Oltre alla colorazione standard con rosso olio e alla colorazione con ematossilina-eosina, altre tecniche per l'analisi delle placche aterosclerotiche includono la colorazione di Masson, la colorazione immunoistochimica per vari antigeni e altri metodi che possono essere impiegati per esaminare la composizione e le dimensioni della placca. La colorazione O rosso olio delle sezioni della radice aortica è anche ampiamente utilizzata per analizzare la deposizione di lipidi nella radice aortica¹⁴. La colorazione Alizarin Red S è un colorante comunemente usato per rilevare i depositi di calcio; Forma un complesso rosso con ioni calcio, rendendolo ideale per visualizzare i depositi di calcio¹⁵. Inoltre, il metabolismo dei lipidi può essere dedotto da marcatori biochimici sierici come i livelli di lipoproteine ad alta densità (HDL), lipoproteine a bassa densità (LDL), colesterolo totale (TC) e triacilglicerolo totale (TG). Uno dei fattori chiave che contribuiscono allo sviluppo dell'aterosclerosi è l'anormale metabolismo dei lipidi, in particolare la relazione tra aterosclerosi e malattie cardiovascolari (ASCVD) e i livelli di colesterolo LDL (lipoproteine a bassa densità).

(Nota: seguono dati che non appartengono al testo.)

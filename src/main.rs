fn main() -> anyhow::Result<()> {
    thousand_months::cli::run()
}
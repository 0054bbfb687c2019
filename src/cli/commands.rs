use std::collections::BTreeMap;
use std::fmt::Write as _;
use std::path::PathBuf;

use anyhow::{bail, Context, Result};
use clap::Args;
use serde_json::Value;
use time::{format_description::well_known::Rfc3339, OffsetDateTime};

use crate::app::{Action, AppState, BootReport, Store};
use crate::backup;
use crate::model::{ContentKind, SettingsPatch};
use crate::storage::{OnboardingProgress, StorageHandle};
use crate::timeline::today_utc;

#[derive(Args, Debug, Clone)]
pub struct DispatchArgs {
    /// Action as JSON: {"type": "...", "payload": ...}
    pub action: String,
}

#[derive(Args, Debug, Clone)]
pub struct SettingsArgs {
    /// Partial settings object, e.g. '{"lifeExpectancy": 90}'
    pub patch: String,
}

#[derive(Args, Debug, Clone)]
pub struct MigrateArgs {
    /// Also move focus areas onto the essential/important/supplemental scheme
    #[arg(long)]
    pub adopt_priority_scheme: bool,
}

#[derive(Args, Debug, Clone)]
pub struct RestoreArgs {
    /// Backup file written by the `backup` command
    pub path: PathBuf,
}

pub fn status(store: &Store, storage: &StorageHandle) -> Result<()> {
    let state = store.state();
    print!(
        "{}",
        format_status(&state, store.onboarding_progress(), &store.boot_report())
    );
    println!("database      {}", storage.database_path().display());
    match storage.run_wal_health_check() {
        Ok(stats) => println!(
            "wal           {} frames, {} checkpointed, {} busy",
            stats.wal_frames, stats.checkpointed_frames, stats.busy_frames
        ),
        Err(err) => tracing::warn!(?err, "wal health check failed"),
    }
    Ok(())
}

pub fn dispatch(store: &Store, args: DispatchArgs) -> Result<()> {
    let action = Action::parse(&args.action).context("action must be valid JSON")?;
    if let Action::Unrecognized(kind) = &action {
        bail!("unrecognised action {kind:?}; nothing dispatched");
    }
    action.validate().context("action payload is invalid")?;
    let name = action.name();
    let before = store.state();
    let after = store.dispatch(action);
    if std::sync::Arc::ptr_eq(&before, &after) {
        println!("{name}: no change");
    } else {
        println!("{name}: applied");
    }
    print!(
        "{}",
        format_status(&after, store.onboarding_progress(), &store.boot_report())
    );
    Ok(())
}

pub fn settings(store: &Store, args: SettingsArgs) -> Result<()> {
    let patch = SettingsPatch::from_json(&args.patch).context("invalid settings patch")?;
    if patch.is_empty() {
        bail!("settings patch is empty");
    }
    let state = store.dispatch(Action::UpdateUserSettings(patch));
    let json = serde_json::to_string_pretty(&state.settings).context("serialising settings")?;
    println!("{json}");
    Ok(())
}

pub fn migrate(store: &Store) -> Result<()> {
    print!("{}", format_boot_report(&store.boot_report()));
    Ok(())
}

pub fn reset_onboarding(store: &Store) -> Result<()> {
    store.reset_onboarding()?;
    println!("Onboarding reset; birth date cleared.");
    Ok(())
}

pub fn backup(store: &Store) -> Result<()> {
    let path = store.write_backup()?;
    println!("Backup written to {}", path.display());
    Ok(())
}

pub fn restore(store: &Store, args: RestoreArgs) -> Result<()> {
    let document = backup::read_backup(&args.path)?;
    if document.key_prefix != store.persistent().keys().prefix() {
        tracing::warn!(
            backup = %document.key_prefix,
            current = store.persistent().keys().prefix(),
            "backup was taken under a different key prefix"
        );
    }
    let restored = store.restore(document)?;
    println!("Restored {restored} key(s) from {}", args.path.display());
    Ok(())
}

pub fn keys(store: &Store, storage: &StorageHandle) -> Result<()> {
    store.flush();
    let blobs = store.persistent().dump()?;
    let mut updated = BTreeMap::new();
    for key in blobs.keys() {
        if let Some(at) = storage.updated_at(key)? {
            updated.insert(key.clone(), at);
        }
    }
    print!("{}", format_keys(&blobs, &updated));
    Ok(())
}

fn format_status(
    state: &AppState,
    onboarding: Option<OnboardingProgress>,
    report: &BootReport,
) -> String {
    let mut out = String::new();
    let phase = if state.is_ready() { "ready" } else { "loading" };
    let _ = writeln!(&mut out, "state         {phase}");
    let _ = writeln!(
        &mut out,
        "birth date    {}",
        state.birth_date.as_deref().unwrap_or("(not set)")
    );
    if let Some(grid) = state.life_grid() {
        let today = today_utc();
        let _ = writeln!(
            &mut out,
            "months        {} lived, {} remaining of {}",
            grid.months_lived(today),
            grid.months_remaining(today),
            grid.total_months()
        );
    }
    let _ = writeln!(
        &mut out,
        "settings      life expectancy {}, theme {}",
        state.settings.life_expectancy, state.theme
    );
    let _ = writeln!(
        &mut out,
        "content       {} goals, {} memories, {} lessons, {} reflections",
        state.items_of_kind(ContentKind::Goal).count(),
        state.items_of_kind(ContentKind::Memory).count(),
        state.items_of_kind(ContentKind::Lesson).count(),
        state.items_of_kind(ContentKind::Reflection).count(),
    );
    let _ = writeln!(
        &mut out,
        "collections   {} seasons, {} focus areas (schema v{}), {} categories",
        state.seasons.len(),
        state.focus_areas.len(),
        report.focus_version,
        state.categories.len()
    );
    let onboarding = match onboarding {
        Some(progress) if progress.completed => "completed".to_string(),
        Some(progress) => format!("step {}", progress.step),
        None => "not started".to_string(),
    };
    let _ = writeln!(&mut out, "onboarding    {onboarding}");
    out
}

fn format_boot_report(report: &BootReport) -> String {
    let mut out = String::new();
    if report.migrations_applied.is_empty() {
        let _ = writeln!(
            &mut out,
            "Focus areas already at schema v{}; nothing to migrate.",
            report.focus_version
        );
    } else {
        let _ = writeln!(
            &mut out,
            "Migrated focus areas to schema v{}: {}",
            report.focus_version,
            report.migrations_applied.join(", ")
        );
    }
    if report.dropped_focus_areas > 0 {
        let _ = writeln!(
            &mut out,
            "Kept {} focus area(s) that could not be decoded as stored.",
            report.dropped_focus_areas
        );
    }
    if report.unreadable_records > 0 {
        let _ = writeln!(
            &mut out,
            "Kept {} other record(s) that could not be decoded as stored.",
            report.unreadable_records
        );
    }
    out
}

fn format_keys(blobs: &BTreeMap<String, String>, updated: &BTreeMap<String, i64>) -> String {
    if blobs.is_empty() {
        return "No keys stored.\n".to_string();
    }
    let mut out = String::new();
    for (key, raw) in blobs {
        let version = serde_json::from_str::<Value>(raw)
            .ok()
            .and_then(|value| value.get("schemaVersion").and_then(Value::as_u64))
            .map_or_else(|| "v0".to_string(), |version| format!("v{version}"));
        let mut line = format!("{key}  {version}  {} bytes", raw.len());
        if let Some(at) = updated.get(key) {
            let _ = write!(&mut line, "  updated {}", format_timestamp(*at));
        }
        let _ = writeln!(&mut out, "{line}");
    }
    out
}

fn format_timestamp(ts: i64) -> String {
    OffsetDateTime::from_unix_timestamp(ts)
        .ok()
        .and_then(|dt| dt.format(&Rfc3339).ok())
        .unwrap_or_else(|| ts.to_string())
}
use indexmap::IndexMap;

use crate::model::category::validate_color;

/// Named accent colours accepted in config alongside raw `#rrggbb` values.
#[derive(Debug, Clone)]
pub struct AccentPalette {
    presets: IndexMap<&'static str, &'static str>,
}

impl AccentPalette {
    pub fn contains(&self, name: &str) -> bool {
        self.lookup(name).is_some()
    }

    pub fn all(&self) -> impl Iterator<Item = (&'static str, &'static str)> + '_ {
        self.presets.iter().map(|(name, hex)| (*name, *hex))
    }

    /// Resolves a preset name (case-insensitive) or passes a valid hex value through.
    pub fn resolve(&self, value: &str) -> Option<String> {
        let value = value.trim();
        if let Some(hex) = self.lookup(value) {
            return Some(hex.to_owned());
        }
        validate_color(value).ok().map(|()| value.to_owned())
    }

    fn lookup(&self, name: &str) -> Option<&'static str> {
        self.presets
            .iter()
            .find(|(preset, _)| preset.eq_ignore_ascii_case(name))
            .map(|(_, hex)| *hex)
    }
}

impl Default for AccentPalette {
    fn default() -> Self {
        let presets = [
            ("ocean", "#0077b6"),
            ("forest", "#2d6a4f"),
            ("sunset", "#f77f00"),
            ("rose", "#e5383b"),
            ("lavender", "#7b2cbf"),
            ("slate", "#475569"),
        ]
        .into_iter()
        .collect();
        Self { presets }
    }
}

Con l'approfondimento della ricerca sull'aterosclerosi, lo sviluppo futuro dei metodi di analisi quantitativa diventerà più preciso e diversificato. In primo luogo, l'integrazione di tecnologie di imaging avanzate, come la risonanza magnetica ad alta risoluzione, la tomografia a coerenza ottica (OCT) e l'imaging a ultrasuoni, renderà l'analisi quantitativa dell'aterosclerosi più accurata, consentendo il monitoraggio dinamico di topi vivi. Ciò contribuirà alla valutazione in tempo reale della progressione della placca, della stabilità e della risposta al trattamento. Con il progresso delle tecnologie di imaging molecolare, l'analisi quantitativa consentirà un'analisi approfondita delle risposte infiammatorie, dell'accumulo di lipidi e dei componenti cellulari all'interno delle placche, fornendo dati più completi per la diagnosi precoce e il trattamento dell'aterosclerosi¹⁶.

Nulla da dichiarare.

Questo lavoro è stato supportato dalla Shanghai Frontiers Science Research Base of Exercise and Metabolic Health, dal programma di ricerca sull'esercizio fisico e la salute pubblica (0831) presso l'Università dello Sport di Shanghai, dal programma di finanziamento per la formazione di giovani insegnanti dell'istruzione superiore di Shanghai (A2-0213-22-0058-5) e dal piano per i leader accademici eccezionali del Comitato municipale di Shanghai per la scienza e la tecnologia di Shanghai (21XD1403200) per Longhua Liu.